Why LLM Users Still Need Apps

Illustration of robot viewing a laptop

The theory others propose: it will be the "Death of Apps" tomorrow, or maybe next Tuesday. We will arrive at a place where users speak their wishes to a well-connected LLM, and it just gets done. No knob twiddling, button pushing, or even a glance at the UI of an application.

While I am no naysayer of conversational interfaces, I don't think app interfaces are going away. I'll give you the two big reasons.

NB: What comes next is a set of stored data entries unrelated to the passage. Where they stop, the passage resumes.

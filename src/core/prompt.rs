use crate::core::mapper::FieldMap;
use crate::domain::model::{DocumentKind, DocumentSource};

/// Build the single-document extraction prompt: a strategy block chosen by
/// document type, the canonical field table, and the document text, with a
/// JSON-only response contract.
pub fn build_extraction_prompt(doc: &DocumentSource, map: &FieldMap) -> String {
    let field_lines: Vec<String> = map
        .fields
        .iter()
        .map(|f| format!("- {}: {}", f.key, f.description))
        .collect();

    format!(
        r#"You are a legal document analyst performing single-document targeted extraction.

Document name: {name}
Document type: {kind}

Extraction strategy:
{strategy}

Target fields (use these exact keys):
{fields}

Document content:
{content}

Return ONLY valid JSON in this exact format:
{{
  "extracted_data": {{"field_key": "extracted value"}},
  "confidence_scores": {{"field_key": 0.95}}
}}

Extract only fields that actually appear in this document. Use higher
confidence for clear, unambiguous data. Do not guess. No other text."#,
        name = doc.name,
        kind = doc.kind.label(),
        strategy = strategy_for(doc.kind),
        fields = field_lines.join("\n"),
        content = doc.text,
    )
}

fn strategy_for(kind: DocumentKind) -> &'static str {
    match kind {
        DocumentKind::FinancialSchedule => {
            "Focus on monetary amounts, debts and assets: student loans, credit \
cards, bank accounts, property and vehicle values, and the total asset and \
debt figures. Capture dates incurred and account details where present."
        }
        DocumentKind::AttorneyLegal => {
            "Focus on attorney contact information: names, phone numbers, e-mail \
addresses, firm addresses. Also capture case numbers, court information, and \
the legal party names (petitioner/respondent)."
        }
        DocumentKind::CourtFiling => {
            "Focus on case identification: court names and counties, party names \
and their relationship, filing dates and case numbers."
        }
        DocumentKind::GeneralLegal => {
            "Extract any contact information, names, dates and locations, \
financial figures if present, and case or matter identifiers."
        }
    }
}

#[cfg(test)]
mod tests {
    use super::*;
    use crate::core::mapper::FieldMap;

    fn doc(kind: DocumentKind) -> DocumentSource {
        DocumentSource {
            name: "fl142_filled.pdf".to_string(),
            path: "sources/fl142_filled.pdf".to_string(),
            text: "STUDENT LOANS: $22,000.00".to_string(),
            kind,
        }
    }

    #[test]
    fn test_prompt_embeds_field_table_and_content() {
        let map = FieldMap::fl142().unwrap();
        let prompt = build_extraction_prompt(&doc(DocumentKind::FinancialSchedule), &map);

        assert!(prompt.contains("- student_loans:"));
        assert!(prompt.contains("STUDENT LOANS: $22,000.00"));
        assert!(prompt.contains("\"extracted_data\""));
        assert!(prompt.contains("\"confidence_scores\""));
    }

    #[test]
    fn test_prompt_strategy_follows_document_kind() {
        let map = FieldMap::fl142().unwrap();

        let financial = build_extraction_prompt(&doc(DocumentKind::FinancialSchedule), &map);
        assert!(financial.contains("financial_schedule"));
        assert!(financial.contains("monetary amounts"));

        let attorney = build_extraction_prompt(&doc(DocumentKind::AttorneyLegal), &map);
        assert!(attorney.contains("attorney_legal"));
        assert!(attorney.contains("attorney contact information"));
    }
}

1. Apps Deliver Precision Interfaces for Users

I use Krita, (their website) an open-source Photoshop-style app, to create images. Its screen has a UI that is something like the cockpit of an airplane. Each little icon I might press needs at least 5 minutes of newbie time to learn how it works. And there are countless panels and dialogs that expand the possibility space of Krita well beyond what is immediately visible within its UI.

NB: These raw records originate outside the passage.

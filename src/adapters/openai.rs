use crate::config::ProviderConfig;
use crate::domain::ports::LlmProvider;
use crate::utils::error::{FillError, Result};
use async_trait::async_trait;
use reqwest::Client;
use std::time::Duration;

pub const OPENAI_API_KEY_ENV: &str = "OPENAI_API_KEY";

const DEFAULT_BASE_URL: &str = "https://api.openai.com/v1";
const DEFAULT_MAX_TOKENS: u32 = 1000;
const DEFAULT_TEMPERATURE: f64 = 0.1;

pub struct OpenAiClient {
    client: Client,
    api_key: String,
    model: String,
    base_url: String,
    max_tokens: u32,
    temperature: f64,
    timeout: Duration,
}

impl OpenAiClient {
    pub fn new(api_key: String, config: &ProviderConfig, timeout: Duration) -> Self {
        Self {
            client: Client::new(),
            api_key,
            model: config.model.clone(),
            base_url: config
                .base_url
                .clone()
                .unwrap_or_else(|| DEFAULT_BASE_URL.to_string()),
            max_tokens: config.max_tokens.unwrap_or(DEFAULT_MAX_TOKENS),
            temperature: config.temperature.unwrap_or(DEFAULT_TEMPERATURE),
            timeout,
        }
    }

    /// Build a client only when the API key is present in the environment.
    pub fn from_env(config: &ProviderConfig, timeout: Duration) -> Option<Self> {
        std::env::var(OPENAI_API_KEY_ENV)
            .ok()
            .map(|k| k.trim().to_string())
            .filter(|k| !k.is_empty())
            .map(|key| Self::new(key, config, timeout))
    }
}

#[async_trait]
impl LlmProvider for OpenAiClient {
    fn name(&self) -> &str {
        "openai"
    }

    async fn complete(&self, prompt: &str) -> Result<String> {
        let body = serde_json::json!({
            "model": self.model,
            "messages": [
                {
                    "role": "system",
                    "content": "You are a precise JSON-only responder. Always return valid JSON, no other text."
                },
                {"role": "user", "content": prompt}
            ],
            "temperature": self.temperature,
            "max_tokens": self.max_tokens
        });

        let response = self
            .client
            .post(format!("{}/chat/completions", self.base_url))
            .header("Authorization", format!("Bearer {}", self.api_key))
            .header("Content-Type", "application/json")
            .timeout(self.timeout)
            .json(&body)
            .send()
            .await?;

        if !response.status().is_success() {
            return Err(FillError::Provider {
                provider: "openai".to_string(),
                message: format!("API request failed with status: {}", response.status()),
            });
        }

        let json: serde_json::Value = response.json().await?;
        json.pointer("/choices/0/message/content")
            .and_then(|v| v.as_str())
            .map(|s| s.to_string())
            .ok_or_else(|| FillError::Provider {
                provider: "openai".to_string(),
                message: "response missing choices[0].message.content".to_string(),
            })
    }
}

#[cfg(test)]
mod tests {
    use super::*;
    use httpmock::prelude::*;

    fn test_config(base_url: String) -> ProviderConfig {
        ProviderConfig {
            model: "gpt-4o".to_string(),
            max_tokens: Some(500),
            temperature: None,
            base_url: Some(base_url),
        }
    }

    #[tokio::test]
    async fn test_complete_returns_message_content() {
        let server = MockServer::start();
        let api_mock = server.mock(|when, then| {
            when.method(POST)
                .path("/chat/completions")
                .header("Authorization", "Bearer test-key")
                .json_body_partial(r#"{"model": "gpt-4o"}"#);
            then.status(200).json_body(serde_json::json!({
                "choices": [
                    {"message": {"role": "assistant", "content": "{\"extracted_data\": {}}"}}
                ]
            }));
        });

        let client = OpenAiClient::new(
            "test-key".to_string(),
            &test_config(server.url("")),
            Duration::from_secs(5),
        );

        let text = client.complete("extract").await.unwrap();

        api_mock.assert();
        assert_eq!(text, "{\"extracted_data\": {}}");
    }

    #[tokio::test]
    async fn test_complete_surfaces_http_status() {
        let server = MockServer::start();
        server.mock(|when, then| {
            when.method(POST).path("/chat/completions");
            then.status(429);
        });

        let client = OpenAiClient::new(
            "test-key".to_string(),
            &test_config(server.url("")),
            Duration::from_secs(5),
        );

        let err = client.complete("extract").await.unwrap_err();
        assert!(err.to_string().contains("429"));
    }
}
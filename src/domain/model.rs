use serde::{Deserialize, Serialize};
use std::collections::HashMap;
use std::time::Duration;

/// Semantic type of a source document, decided by keyword heuristics.
#[derive(Debug, Clone, Copy, PartialEq, Eq, Serialize, Deserialize)]
pub enum DocumentKind {
    FinancialSchedule,
    AttorneyLegal,
    CourtFiling,
    GeneralLegal,
}

impl DocumentKind {
    pub fn label(&self) -> &'static str {
        match self {
            DocumentKind::FinancialSchedule => "financial_schedule",
            DocumentKind::AttorneyLegal => "attorney_legal",
            DocumentKind::CourtFiling => "court_filing",
            DocumentKind::GeneralLegal => "general_legal",
        }
    }
}

/// A source document after loading: raw text plus its classification.
#[derive(Debug, Clone, Serialize, Deserialize)]
pub struct DocumentSource {
    pub name: String,
    pub path: String,
    pub text: String,
    pub kind: DocumentKind,
}

#[derive(Debug, Clone, PartialEq, Eq, Serialize, Deserialize)]
pub enum ExtractionMethod {
    Provider(String),
    Patterns,
    Failed,
}

impl ExtractionMethod {
    pub fn label(&self) -> String {
        match self {
            ExtractionMethod::Provider(name) => name.clone(),
            ExtractionMethod::Patterns => "patterns".to_string(),
            ExtractionMethod::Failed => "failed".to_string(),
        }
    }
}

/// Per-document extraction result: canonical field keys to values, with the
/// confidence the extractor reported for each.
#[derive(Debug, Clone, Serialize, Deserialize)]
pub struct ExtractionOutcome {
    pub document_name: String,
    pub values: HashMap<String, String>,
    pub confidence: HashMap<String, f64>,
    pub elapsed: Duration,
    pub method: ExtractionMethod,
}

impl ExtractionOutcome {
    pub fn failed(document_name: String, elapsed: Duration) -> Self {
        Self {
            document_name,
            values: HashMap::new(),
            confidence: HashMap::new(),
            elapsed,
            method: ExtractionMethod::Failed,
        }
    }
}

#[derive(Debug, Clone, Serialize, Deserialize)]
pub struct DocumentReport {
    pub name: String,
    pub fields_extracted: usize,
    pub elapsed: Duration,
    pub method: String,
}

#[derive(Debug, Clone, Serialize, Deserialize)]
pub struct ProcessingSummary {
    pub documents_processed: usize,
    pub successful_documents: usize,
    pub total_processing_time: Duration,
    pub document_reports: Vec<DocumentReport>,
}

/// Merged view across all documents. `sources` records which document won
/// each field.
#[derive(Debug, Clone, Serialize, Deserialize)]
pub struct MergedExtraction {
    pub values: HashMap<String, String>,
    pub confidence: HashMap<String, f64>,
    pub sources: HashMap<String, String>,
    pub summary: ProcessingSummary,
}

/// A fillable field as dumped from the target PDF by the toolkit.
#[derive(Debug, Clone, Default, Serialize, Deserialize)]
pub struct FormField {
    pub name: String,
    pub alt_text: String,
    pub kind: String,
    pub state_options: Vec<String>,
}

/// Validated literal-field → value map, ready to be written into the form.
#[derive(Debug, Clone, Default, Serialize, Deserialize)]
pub struct FormPayload {
    pub fields: HashMap<String, String>,
    pub confidence: HashMap<String, f64>,
}

#[derive(Debug, Clone, Copy, PartialEq, Eq, Serialize, Deserialize)]
pub enum ProcessingStage {
    Extraction,
    Transform,
    FormFilling,
}

impl ProcessingStage {
    pub fn label(&self) -> &'static str {
        match self {
            ProcessingStage::Extraction => "extraction",
            ProcessingStage::Transform => "transform",
            ProcessingStage::FormFilling => "form_filling",
        }
    }
}

#[derive(Debug, Clone, Serialize, Deserialize)]
pub struct StageReport {
    pub stage: ProcessingStage,
    pub field_count: usize,
    pub elapsed: Duration,
}
use clap::{Parser, Subcommand};

#[derive(Debug, Parser)]
#[command(name = "formfill")]
#[command(about = "Fill PDF legal forms from source documents via LLM extraction")]
pub struct Cli {
    #[arg(long, default_value = "config.yaml", help = "Path to the YAML configuration")]
    pub config: String,

    #[arg(long, help = "Enable verbose output")]
    pub verbose: bool,

    #[arg(long, help = "Emit JSON-formatted logs (for batch/scheduled runs)")]
    pub log_json: bool,

    #[arg(long, help = "Enable system monitoring")]
    pub monitor: bool,

    #[command(subcommand)]
    pub command: CliCommand,
}

#[derive(Debug, Subcommand)]
pub enum CliCommand {
    /// Fill one target form from source documents
    FillForm {
        /// Blank PDF form to fill
        target_form: String,
        /// Where to write the filled PDF
        output: String,
        #[arg(long, value_delimiter = ',', required = true, help = "Source documents (PDF or text)")]
        sources: Vec<String>,
    },
    /// Run several fill jobs described by a JSON job file
    Batch {
        /// JSON file with a top-level "jobs" array
        jobs: String,
    },
    /// Dump the fillable fields of a target form
    Analyze {
        target_form: String,
    },
    /// Report which extraction providers are usable in this environment
    CheckProviders,
}
//! Tenants Repository

use jiff_sqlx::Timestamp as SqlxTimestamp;
use sqlx::{FromRow, PgPool, Row, postgres::PgRow, query_as};

use crate::domain::tenants::models::{NewTenant, Tenant, TenantUuid};

const CREATE_TENANT_SQL: &str = include_str!("sql/create_tenant.sql");

#[derive(Debug, Clone)]
pub(crate) struct PgTenantsRepository {
    pool: PgPool,
}

impl PgTenantsRepository {
    #[must_use]
    pub(crate) fn new(pool: PgPool) -> Self {
        Self { pool }
    }

    pub(crate) async fn create_tenant(&self, tenant: &NewTenant) -> Result<Tenant, sqlx::Error> {
        query_as::<_, Tenant>(CREATE_TENANT_SQL)
            .bind(tenant.uuid)
            .bind(&tenant.name)
            .bind(tenant.token_uuid)
            .bind(&tenant.token_hash)
            .fetch_one(&self.pool)
            .await
    }
}

impl<'r> FromRow<'r, PgRow> for Tenant {
    fn from_row(row: &'r PgRow) -> sqlx::Result<Self> {
        Ok(Self {
            uuid: TenantUuid::from_uuid(row.try_get("uuid")?),
            name: row.try_get("name")?,
            created_at: row.try_get::<SqlxTimestamp, _>("created_at")?.to_jiff(),
        })
    }
}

I love Krita, but compared to the glorious AI future on offer, it does seem pretty complex and tedious, right?

Could we not just lounge in our chair while being fed grapes and call to our AI servant, "Craft me an image. And be quick about it!"

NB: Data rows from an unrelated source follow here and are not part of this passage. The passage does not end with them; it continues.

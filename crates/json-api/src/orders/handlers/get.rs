//! Get Order Handler

use std::sync::Arc;

use salvo::{oapi::extract::PathParam, prelude::*};
use uuid::Uuid;

use crate::{
    extensions::*,
    orders::{errors::into_status_error, responses::OrderResponse},
    state::State,
};

/// Get Order Handler
///
/// Returns an order with its item snapshots.
#[endpoint(
    tags("orders"),
    summary = "Get Order",
    security(("bearer_auth" = []))
)]
pub(crate) async fn handler(
    order: PathParam<Uuid>,
    depot: &mut Depot,
) -> Result<Json<OrderResponse>, StatusError> {
    let state = depot.obtain_or_500::<Arc<State>>()?;
    let tenant = depot.tenant_uuid_or_401()?;

    let order = state
        .app
        .orders
        .get_order(tenant, order.into_inner().into())
        .await
        .map_err(into_status_error)?;

    Ok(Json(order.into()))
}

For the image above, that's basically how I started using Midjourney. You can see one of the more successful prompts below that I built from.

Midjourney did a fine job of generating different candidate images matching my prompt. I picked one and continued refining. It's important to note that Midjourney is very much an app that allows specification beyond prompting. I used UI-presented features like upscaling, regional masking, and character references to arrive at a base image that showed Bill Gates handing a bag of trash to the heroic woman from Apple's "1984" commercial (YouTube). And then I overlayed text in the exact font and position I wanted using Krita.

My point is not to impress you with my dime-a-dozen photo manipulation skills. Rather I am calling out the usefulness of application UI when combined with generative AI.

As a user, you can say what you want in language, and that feels quite natural. But just because speaking or writing is a familiar activity to us, doesn't mean it's the most efficient way to specify every desired outcome. The visual interface of drawing a rectangle over the blonde man's head to select it for replacement is fast, precise, and hard to beat with a conversational interface.

Imagine choosing a specific color. Do you really want to have a conversation about the desired color? ("Uh... a stormy kind of red or actually... mauve, but not a dark mauve...") Or do you want to pick it from a swatch? If I care about the color, I'll take the swatch. Maybe if I memorized the names of all those Crayola crayons when I was a kid, I'd feel different.

The second reason why we need apps for LLM use cases is even more important.

2. Full Automation with LLMs is Usually a Bad Idea

The dream that seems to fund a thousand AI startups is full automation. Ask the bot to build a website, book a flight, write a legal document, invest in stocks, and the bot just handles it for you. And you can spend all your free time watching your favorite AI-generated movies.

But due to hallucinations and errors, we don't actually want LLMs to do our work in a fully automated way. Despite promises that the accuracy problems are going away, I believe it will take a real breakthrough to get there - not just interative improvements to LLMs with more scaling and training. And you don't put AI breakthroughs as a scheduled event on a roadmap. They happen when they happen.

image of out of control conveyer belt

Depending on the task and model, your LLM is going to be right 50% to 99% of the time, but never 100%. If the task has a consequential result, (e.g., booking an airplane flight) you must have a human at least verifying the proposed action before it is performed. And that brings us back to the usefulness of apps with their UIs for presenting information and interacting with users.

There are also times when work performed by an LLM can be simplied by the structure of an app. It's a very challenging problem for an LLM+RAG system to index and retrieve a large corporation's tens of thousands of documents. (I believe nobody is doing it well currently, including Microsoft.)

But if you had an app where the user curated a list of documents that were important just to themself, the LLM+RAG system need only deal with hundreds of documents. And docs from that smaller collection can be retrieved with more accuracy. This simple trick of limiting the context to something smaller is key to handling LLM use cases successfully.

Setting Sights on What is Possible Now

Rather than assume apps will be wiped out by "just do it" commands given to bots, let's meet the technology where it is right now. We can make LLM-based apps do useful things for actual people, rather than make claims about what we might eventually be able to do. With this practical attitude, there are countless opportunities to create excellent software.